Once eligibility to participate has been determined for patients, testing and data collection appointment(s) will be scheduled for (a) clinical data collection, tests administration and pharmacological treatment planning, (b) Venipuncture and blood draw (Genetic analyses), (c) Functional Magnetic Resonance Imaging (brain).


a)Clinical and diagnostic interviews (SCID) will last from 30 to 90 minutes, as needed. Depressive symptoms will be assessed with the following rating scales: the Hamilton Depression Rating Scale for Depression (HRSD-21). The Medical Outcomes Survey Short Form-36 (SF-36) will be used for assessment of outcomes. Further clinical assessment, including physical examination, will be performed to exclude any medical condition. A series of other demographic variables will be also measured including: IQ (WAIS-R), pre-morbid IQ (Italian version of the WRAT), handedness (Edinburgh Handedness Survey), education, and parental socioeconomic level. Patients included into the study will be treated in monotherapy with sertraline (100-200 mg daily) and will be assessed with the (HRSD-21) at baseline and after 2 and 8 weeks of treatment. In case of no response (absence of 50% reduction at HDRS-21 scores after 6 weeks of treatment) the drug can be modified according to the routine of the unit. Low dosages of benzodiazepines will be allowed in the first 10 days of treatment (15-30 mg flurazepam or equivalents).
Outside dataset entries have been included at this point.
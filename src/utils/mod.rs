pub mod motor_class;
pub mod units;
use crate::constants::DEFAULT_GAMMA;
use crate::errors::{SimulationError, SimulationResult};

/// Propellant following Saint Robert's burn law, `r = a * P^n`.
///
/// Units follow the rest of the design model: `a` in in/s/psi^n, `cstar` in
/// ft/s and `rho` in lb/in³.
#[derive(Debug, Clone, PartialEq)]
pub struct Propellant {
    pub name: String,
    pub a: f64,
    pub n: f64,
    pub cstar: f64,
    pub rho: f64,
    pub gamma: f64,
}

impl Propellant {
    pub fn new(
        name: impl Into<String>,
        a: f64,
        n: f64,
        cstar: f64,
        rho: f64,
        gamma: f64,
    ) -> SimulationResult<Self> {
        let propellant = Propellant {
            name: name.into(),
            a,
            n,
            cstar,
            rho,
            gamma,
        };
        propellant.validate()?;
        Ok(propellant)
    }

    pub fn with_default_gamma(
        name: impl Into<String>,
        a: f64,
        n: f64,
        cstar: f64,
        rho: f64,
    ) -> SimulationResult<Self> {
        Self::new(name, a, n, cstar, rho, DEFAULT_GAMMA)
    }

    pub fn validate(&self) -> SimulationResult<()> {
        let problem = if !(self.a > 0.0) {
            Some("burn rate coefficient a must be positive")
        } else if !(self.n > 0.0 && self.n < 1.0) {
            Some("pressure exponent n must lie strictly between 0 and 1")
        } else if !(self.cstar > 0.0) {
            Some("characteristic velocity must be positive")
        } else if !(self.rho > 0.0) {
            Some("density must be positive")
        } else if !(self.gamma > 1.0) {
            Some("ratio of specific heats must exceed 1")
        } else {
            None
        };

        match problem {
            Some(msg) => Err(SimulationError::Configuration(format!(
                "propellant '{}': {}",
                self.name, msg
            ))),
            None => Ok(()),
        }
    }

    pub fn burn_rate(&self, pressure: f64) -> f64 {
        self.a * pressure.powf(self.n)
    }

    /// Arithmetic mean of every ballistic parameter.
    ///
    /// Uses a running mean so a set of identical propellants averages back to
    /// exactly the same values.
    pub fn average<'a, I>(propellants: I) -> Option<Propellant>
    where
        I: IntoIterator<Item = &'a Propellant>,
    {
        let mut iter = propellants.into_iter();
        let first = iter.next()?;
        let mut mean = Propellant {
            name: "Average".to_string(),
            ..first.clone()
        };

        for (index, prop) in iter.enumerate() {
            let count = (index + 2) as f64;
            mean.a += (prop.a - mean.a) / count;
            mean.n += (prop.n - mean.n) / count;
            mean.cstar += (prop.cstar - mean.cstar) / count;
            mean.rho += (prop.rho - mean.rho) / count;
            mean.gamma += (prop.gamma - mean.gamma) / count;
        }

        Some(mean)
    }
}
b)Venipuncture and blood draw (Genetic analyses): as Phase 1

c)Functional Magnetic Resonance Imaging:
All patients will be scanned twice: after 2 weeks and 8 weeks of treatment with Sertraline. Healthy subjects will be scanned once.

Neuropsychological Task: see Phase 1
Images acquisition and fMRI data processing: see Phase 1 for data acquisition and first level analysis.
Random effects model will be used for group analysis (t-test). Analysis of variance will be performed to evaluate both the differential amygdala activity in patients and healthy subjects (between group analysis) and the effect of treatment with sertraline (within group analysis).